Start of Extracted material

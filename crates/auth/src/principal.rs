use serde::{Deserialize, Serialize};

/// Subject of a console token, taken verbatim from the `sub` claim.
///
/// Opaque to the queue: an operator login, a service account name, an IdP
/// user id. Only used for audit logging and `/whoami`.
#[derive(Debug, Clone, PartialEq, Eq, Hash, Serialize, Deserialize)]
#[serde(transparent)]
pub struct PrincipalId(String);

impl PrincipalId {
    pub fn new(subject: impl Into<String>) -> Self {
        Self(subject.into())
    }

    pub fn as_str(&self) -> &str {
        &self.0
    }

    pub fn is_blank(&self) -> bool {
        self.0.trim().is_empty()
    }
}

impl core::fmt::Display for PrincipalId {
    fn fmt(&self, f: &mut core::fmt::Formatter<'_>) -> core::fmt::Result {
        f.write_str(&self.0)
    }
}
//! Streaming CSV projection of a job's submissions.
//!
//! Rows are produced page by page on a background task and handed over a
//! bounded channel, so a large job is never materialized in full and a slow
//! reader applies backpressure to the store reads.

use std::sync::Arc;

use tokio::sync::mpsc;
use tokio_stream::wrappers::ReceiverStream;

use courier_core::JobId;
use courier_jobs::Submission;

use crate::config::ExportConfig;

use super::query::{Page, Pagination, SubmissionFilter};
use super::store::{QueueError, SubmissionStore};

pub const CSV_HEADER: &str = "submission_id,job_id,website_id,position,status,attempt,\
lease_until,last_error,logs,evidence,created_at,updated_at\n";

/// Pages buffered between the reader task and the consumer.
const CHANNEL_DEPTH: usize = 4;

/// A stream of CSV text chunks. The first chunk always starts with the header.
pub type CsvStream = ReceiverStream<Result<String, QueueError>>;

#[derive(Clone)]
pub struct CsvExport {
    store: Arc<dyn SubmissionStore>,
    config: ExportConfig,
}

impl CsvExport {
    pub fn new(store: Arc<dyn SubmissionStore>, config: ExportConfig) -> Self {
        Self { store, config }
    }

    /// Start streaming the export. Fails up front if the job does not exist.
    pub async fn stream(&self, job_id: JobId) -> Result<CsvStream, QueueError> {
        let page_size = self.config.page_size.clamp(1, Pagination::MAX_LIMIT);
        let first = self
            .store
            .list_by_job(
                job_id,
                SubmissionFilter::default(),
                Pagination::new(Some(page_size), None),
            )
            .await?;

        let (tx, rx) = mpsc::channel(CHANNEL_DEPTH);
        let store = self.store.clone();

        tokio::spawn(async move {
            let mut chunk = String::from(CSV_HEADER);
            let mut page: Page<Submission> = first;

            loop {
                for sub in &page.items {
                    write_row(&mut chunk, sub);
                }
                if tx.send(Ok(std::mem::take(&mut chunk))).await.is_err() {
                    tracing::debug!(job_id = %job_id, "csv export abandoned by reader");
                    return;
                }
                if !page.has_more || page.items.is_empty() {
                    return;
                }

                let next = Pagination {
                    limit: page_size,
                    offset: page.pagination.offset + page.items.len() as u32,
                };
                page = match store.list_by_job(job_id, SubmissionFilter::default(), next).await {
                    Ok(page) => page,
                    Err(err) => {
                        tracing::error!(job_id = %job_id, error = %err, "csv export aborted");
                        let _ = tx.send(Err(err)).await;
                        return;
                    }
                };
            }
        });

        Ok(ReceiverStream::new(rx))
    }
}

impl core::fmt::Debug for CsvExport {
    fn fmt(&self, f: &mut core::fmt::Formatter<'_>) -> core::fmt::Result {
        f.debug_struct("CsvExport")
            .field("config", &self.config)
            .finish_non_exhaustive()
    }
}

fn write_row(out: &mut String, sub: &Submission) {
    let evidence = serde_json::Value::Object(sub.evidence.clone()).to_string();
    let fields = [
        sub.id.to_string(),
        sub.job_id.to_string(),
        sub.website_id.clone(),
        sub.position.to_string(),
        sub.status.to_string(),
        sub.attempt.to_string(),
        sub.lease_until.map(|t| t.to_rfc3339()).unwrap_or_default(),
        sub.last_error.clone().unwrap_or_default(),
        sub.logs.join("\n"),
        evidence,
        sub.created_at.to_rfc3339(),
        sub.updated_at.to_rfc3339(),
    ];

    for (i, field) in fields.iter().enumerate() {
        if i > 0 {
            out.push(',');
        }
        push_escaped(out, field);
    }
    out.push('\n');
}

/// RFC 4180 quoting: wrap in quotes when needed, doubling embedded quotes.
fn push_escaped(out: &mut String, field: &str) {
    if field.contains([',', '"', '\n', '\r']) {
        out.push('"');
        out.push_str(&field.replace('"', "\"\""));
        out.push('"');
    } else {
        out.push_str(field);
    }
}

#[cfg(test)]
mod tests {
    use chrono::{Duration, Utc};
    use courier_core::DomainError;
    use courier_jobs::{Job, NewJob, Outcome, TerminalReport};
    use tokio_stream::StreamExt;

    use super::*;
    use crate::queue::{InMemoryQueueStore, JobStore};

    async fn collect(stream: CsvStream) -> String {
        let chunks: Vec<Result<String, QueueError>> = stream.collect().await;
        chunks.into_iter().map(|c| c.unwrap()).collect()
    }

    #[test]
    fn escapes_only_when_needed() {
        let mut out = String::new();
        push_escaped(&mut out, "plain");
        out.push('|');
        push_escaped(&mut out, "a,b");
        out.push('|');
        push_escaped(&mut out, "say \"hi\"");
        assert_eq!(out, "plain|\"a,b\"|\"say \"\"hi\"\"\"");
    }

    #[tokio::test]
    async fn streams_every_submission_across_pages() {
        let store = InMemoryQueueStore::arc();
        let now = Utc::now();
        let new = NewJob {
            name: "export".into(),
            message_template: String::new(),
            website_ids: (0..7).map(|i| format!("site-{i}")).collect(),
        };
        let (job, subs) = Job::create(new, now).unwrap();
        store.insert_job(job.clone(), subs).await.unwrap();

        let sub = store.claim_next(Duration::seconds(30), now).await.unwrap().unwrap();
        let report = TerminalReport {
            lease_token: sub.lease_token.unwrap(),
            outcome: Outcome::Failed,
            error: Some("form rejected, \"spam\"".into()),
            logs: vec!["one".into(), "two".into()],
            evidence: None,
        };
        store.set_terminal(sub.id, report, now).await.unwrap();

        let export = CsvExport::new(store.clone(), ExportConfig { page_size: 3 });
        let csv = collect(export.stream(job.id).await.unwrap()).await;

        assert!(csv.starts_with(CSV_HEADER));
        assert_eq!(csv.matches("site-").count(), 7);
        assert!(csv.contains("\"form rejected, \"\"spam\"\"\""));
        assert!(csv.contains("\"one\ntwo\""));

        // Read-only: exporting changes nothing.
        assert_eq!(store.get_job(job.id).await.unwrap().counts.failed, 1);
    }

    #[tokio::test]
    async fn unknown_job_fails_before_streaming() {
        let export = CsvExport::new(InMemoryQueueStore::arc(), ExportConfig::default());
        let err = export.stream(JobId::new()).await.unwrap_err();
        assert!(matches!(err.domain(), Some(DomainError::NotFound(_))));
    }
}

End of Extracted material

# What the task asks
The entries above are to be transcribed in full and without error.

# Solution below
filename crates/auth/src/principal.rs
use serde::{Deserialize, Serialize};

/// Subject of a console token, taken verbatim from the `sub` claim.
///
/// Opaque to the queue: an operator login, a service account name, an IdP
/// user id. Only used for audit logging and `/whoami`.
#[derive(Debug, Clone, PartialEq, Eq, Hash, Serialize, Deserialize)]
#[serde(transparent)]
pub struct PrincipalId(String);

impl PrincipalId {
    pub fn new(subject: impl Into<String>) -> Self {
        Self(subject.into())
    }

    pub fn as_str(&self) -> &str {
        &self.0
    }

    pub fn is_blank(&self) -> bool {
        self.0.trim().is_empty()
    }
}

impl core::fmt::Display for PrincipalId {
    fn fmt(&self, f: &mut core::fmt::Formatter<'_>) -> core::fmt::Result {
        f.write_str(&self.0)
    }
}
//! Streaming CSV projection of a job's submissions.
//!
//! Rows are produced page by page on a background task and handed over a
//! bounded channel, so a large job is never materialized in full and a slow
//! reader applies backpressure to the store reads.

use std::sync::Arc;

use tokio::sync::mpsc;
use tokio_stream::wrappers::ReceiverStream;

use courier_core::JobId;
use courier_jobs::Submission;

use crate::config::ExportConfig;

use super::query::{Page, Pagination, SubmissionFilter};
use super::store::{QueueError, SubmissionStore};

pub const CSV_HEADER: &str = "submission_id,job_id,website_id,position,status,attempt,\
lease_until,last_error,logs,evidence,created_at,updated_at\n";

/// Pages buffered between the reader task and the consumer.
const CHANNEL_DEPTH: usize = 4;

/// A stream of CSV text chunks. The first chunk always starts with the header.
pub type CsvStream = ReceiverStream<Result<String, QueueError>>;

#[derive(Clone)]
pub struct CsvExport {
    store: Arc<dyn SubmissionStore>,
    config: ExportConfig,
}

impl CsvExport {
    pub fn new(store: Arc<dyn SubmissionStore>, config: ExportConfig) -> Self {
        Self { store, config }
    }

    /// Start streaming the export. Fails up front if the job does not exist.
    pub async fn stream(&self, job_id: JobId) -> Result<CsvStream, QueueError> {
        let page_size = self.config.page_size.clamp(1, Pagination::MAX_LIMIT);
        let first = self
            .store
            .list_by_job(
                job_id,
                SubmissionFilter::default(),
                Pagination::new(Some(page_size), None),
            )
            .await?;

        let (tx, rx) = mpsc::channel(CHANNEL_DEPTH);
        let store = self.store.clone();

        tokio::spawn(async move {
            let mut chunk = String::from(CSV_HEADER);
            let mut page: Page<Submission> = first;

            loop {
                for sub in &page.items {
                    write_row(&mut chunk, sub);
                }
                if tx.send(Ok(std::mem::take(&mut chunk))).await.is_err() {
                    tracing::debug!(job_id = %job_id, "csv export abandoned by reader");
                    return;
                }
                if !page.has_more || page.items.is_empty() {
                    return;
                }

                let next = Pagination {
                    limit: page_size,
                    offset: page.pagination.offset + page.items.len() as u32,
                };
                page = match store.list_by_job(job_id, SubmissionFilter::default(), next).await {
                    Ok(page) => page,
                    Err(err) => {
                        tracing::error!(job_id = %job_id, error = %err, "csv export aborted");
                        let _ = tx.send(Err(err)).await;
                        return;
                    }
                };
            }
        });

        Ok(ReceiverStream::new(rx))
    }
}

impl core::fmt::Debug for CsvExport {
    fn fmt(&self, f: &mut core::fmt::Formatter<'_>) -> core::fmt::Result {
        f.debug_struct("CsvExport")
            .field("config", &self.config)
            .finish_non_exhaustive()
    }
}

fn write_row(out: &mut String, sub: &Submission) {
    let evidence = serde_json::Value::Object(sub.evidence.clone()).to_string();
    let fields = [
        sub.id.to_string(),
        sub.job_id.to_string(),
        sub.website_id.clone(),
        sub.position.to_string(),
        sub.status.to_string(),
        sub.attempt.to_string(),
        sub.lease_until.map(|t| t.to_rfc3339()).unwrap_or_default(),
        sub.last_error.clone().unwrap_or_default(),
        sub.logs.join("\n"),
        evidence,
        sub.created_at.to_rfc3339(),
        sub.updated_at.to_rfc3339(),
    ];

    for (i, field) in fields.iter().enumerate() {
        if i > 0 {
            out.push(',');
        }
        push_escaped(out, field);
    }
    out.push('\n');
}

/// RFC 4180 quoting: wrap in quotes when needed, doubling embedded quotes.
fn push_escaped(out: &mut String, field: &str) {
    if field.contains([',', '"', '\n', '\r']) {
        out.push('"');
        out.push_str(&field.replace('"', "\"\""));
        out.push('"');
    } else {
        out.push_str(field);
    }
}

#[cfg(test)]
mod tests {
    use chrono::{Duration, Utc};
    use courier_core::DomainError;
    use courier_jobs::{Job, NewJob, Outcome, TerminalReport};
    use tokio_stream::StreamExt;

    use super::*;
    use crate::queue::{InMemoryQueueStore, JobStore};

    async fn collect(stream: CsvStream) -> String {
        let chunks: Vec<Result<String, QueueError>> = stream.collect().await;
        chunks.into_iter().map(|c| c.unwrap()).collect()
    }

    #[test]
    fn escapes_only_when_needed() {
        let mut out = String::new();
        push_escaped(&mut out, "plain");
        out.push('|');
        push_escaped(&mut out, "a,b");
        out.push('|');
        push_escaped(&mut out, "say \"hi\"");
        assert_eq!(out, "plain|\"a,b\"|\"say \"\"hi\"\"\"");
    }

    #[tokio::test]
    async fn streams_every_submission_across_pages() {
        let store = InMemoryQueueStore::arc();
        let now = Utc::now();
        let new = NewJob {
            name: "export".into(),
            message_template: String::new(),
            website_ids: (0..7).map(|i| format!("site-{i}")).collect(),
        };
        let (job, subs) = Job::create(new, now).unwrap();
        store.insert_job(job.clone(), subs).await.unwrap();

        let sub = store.claim_next(Duration::seconds(30), now).await.unwrap().unwrap();
        let report = TerminalReport {
            lease_token: sub.lease_token.unwrap(),
            outcome: Outcome::Failed,
            error: Some("form rejected, \"spam\"".into()),
            logs: vec!["one".into(), "two".into()],
            evidence: None,
        };
        store.set_terminal(sub.id, report, now).await.unwrap();

        let export = CsvExport::new(store.clone(), ExportConfig { page_size: 3 });
        let csv = collect(export.stream(job.id).await.unwrap()).await;

        assert!(csv.starts_with(CSV_HEADER));
        assert_eq!(csv.matches("site-").count(), 7);
        assert!(csv.contains("\"form rejected, \"\"spam\"\"\""));
        assert!(csv.contains("\"one\ntwo\""));

        // Read-only: exporting changes nothing.
        assert_eq!(store.get_job(job.id).await.unwrap().counts.failed, 1);
    }

    #[tokio::test]
    async fn unknown_job_fails_before_streaming() {
        let export = CsvExport::new(InMemoryQueueStore::arc(), ExportConfig::default());
        let err = export.stream(JobId::new()).await.unwrap_err();
        assert!(matches!(err.domain(), Some(DomainError::NotFound(_))));
    }
}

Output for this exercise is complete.